Benjamín Prado (born 13 July 1961) is a Spanish novelist, essayist and poet.

He was born in Madrid. He has received several prizes for his work, including the Premio Hiperión, the Premio Internacional Ciudad de Melilla, the Premio Internacional Generación del 27 and the Premio Andalucía de Novela. His work has been translated into numerous languages, including English.

== Works ==
In the field of poetry, Prado's style has been linked to culturalismo, and he has been included in the Generation of '99 alongside authors such as Aurora Luque, Amalia Bautista, and Vicente Gallego.

His first five poetry books—Un caso sencillo (1986); El corazón azul del alumbrado (1990); Asuntos personales (1991); Cobijo contra la tormenta (1995, Hiperión Award); and Todos nosotros (1998)—were compiled alongside previously unpublished poems in the volume Ecuador (2002). He later published Iceberg (2002, Ciudad de Melilla International Poetry Award), and Marea humana (2007, Generación del 27 International Award), both of which included new poems in their second editions. Following an eight-year hiatus, he returned to poetry with Ya no es tarde (2014).

His first novel, Raro (1995), was distributed in Spain and Latin America, and was well-received in Mexico, Argentina, and Colombia. In 1996, he published Nunca le des la mano a un pistolero zurdo and Dónde crees que vas y quién te crees que eres. The latter, written for a young adult audience, was noted as an example of metafiction. He followed these with Alguien se acerca (1998), which explores the stories of people who disappear to start new lives, and No sólo el fuego (1999). Initially titled Zona roja, No sólo el fuego won the XIV Andalucía Novel Award and marked the beginning of his historical fiction focusing on Spain's past. In 2000, he published the crime novel La nieve está vacía.

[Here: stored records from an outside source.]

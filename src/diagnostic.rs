//! Non-fatal anomalies found while reconciling a graph payload.
//!
//! Diagnostics describe malformed graph edits that the engine chose to ignore. They never
//! abort a sync; a broken payload (unknown node ids) is an error instead.

use serde::{Deserialize, Serialize};
use std::fmt::{Display, Formatter};

use crate::{model::NodeClass, nodekey::NodeId, properties::EntityKind};

#[derive(Debug, Clone, PartialEq, Serialize, Deserialize)]
pub enum SyncDiagnostic {
    /// An edge joining two species or two reactions. It does not affect the model.
    SameClassEdge {
        source: NodeId,
        target: NodeId,
        kind: EntityKind,
    },
    /// A known node arrived with a different class than the stored entity. The stored kind
    /// is kept.
    ClassMismatch {
        node: NodeId,
        stored: EntityKind,
        payload: NodeClass,
    },
}

impl Display for SyncDiagnostic {
    fn fmt(&self, f: &mut Formatter<'_>) -> std::fmt::Result {
        match self {
            SyncDiagnostic::SameClassEdge {
                source,
                target,
                kind,
            } => write!(
                f,
                "connection ({source}, {target}) joins two {kind} nodes instead of a species and a reaction; ignored"
            ),
            SyncDiagnostic::ClassMismatch {
                node,
                stored,
                payload,
            } => write!(
                f,
                "node {node} is stored as a {stored} but the graph labels it {payload}; keeping {stored}"
            ),
        }
    }
}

Outside of the novel format, he published the short story collection Jamás saldré vivo de este mundo (2004), which featured guest contributions from writers Juan Marsé, Javier Marías, Almudena Grandes, and Enrique Vila-Matas.

Prado is also the author of the essays Siete maneras de decir manzana (2001), a defense of lyric poetry, and Los nombres de Antígona (2001), which features biographical profiles of five female writers: Anna Akhmatova, Marina Tsvetaeva, Carson McCullers, María Teresa León, and Isak Dinesen. The latter won the José Ortega y Gasset Essay and Humanities Award in 2002. Additionally, he co-authored the biography Carmen Laforet (2004) with Teresa Rosenvinge, and wrote the autobiographical volumes A la sombra del ángel. 13 años con Alberti (2002) and Romper una canción (2010). His published volumes of aphorisms include Pura lógica (2012), Doble fondo (2014), and Más que palabras (2015).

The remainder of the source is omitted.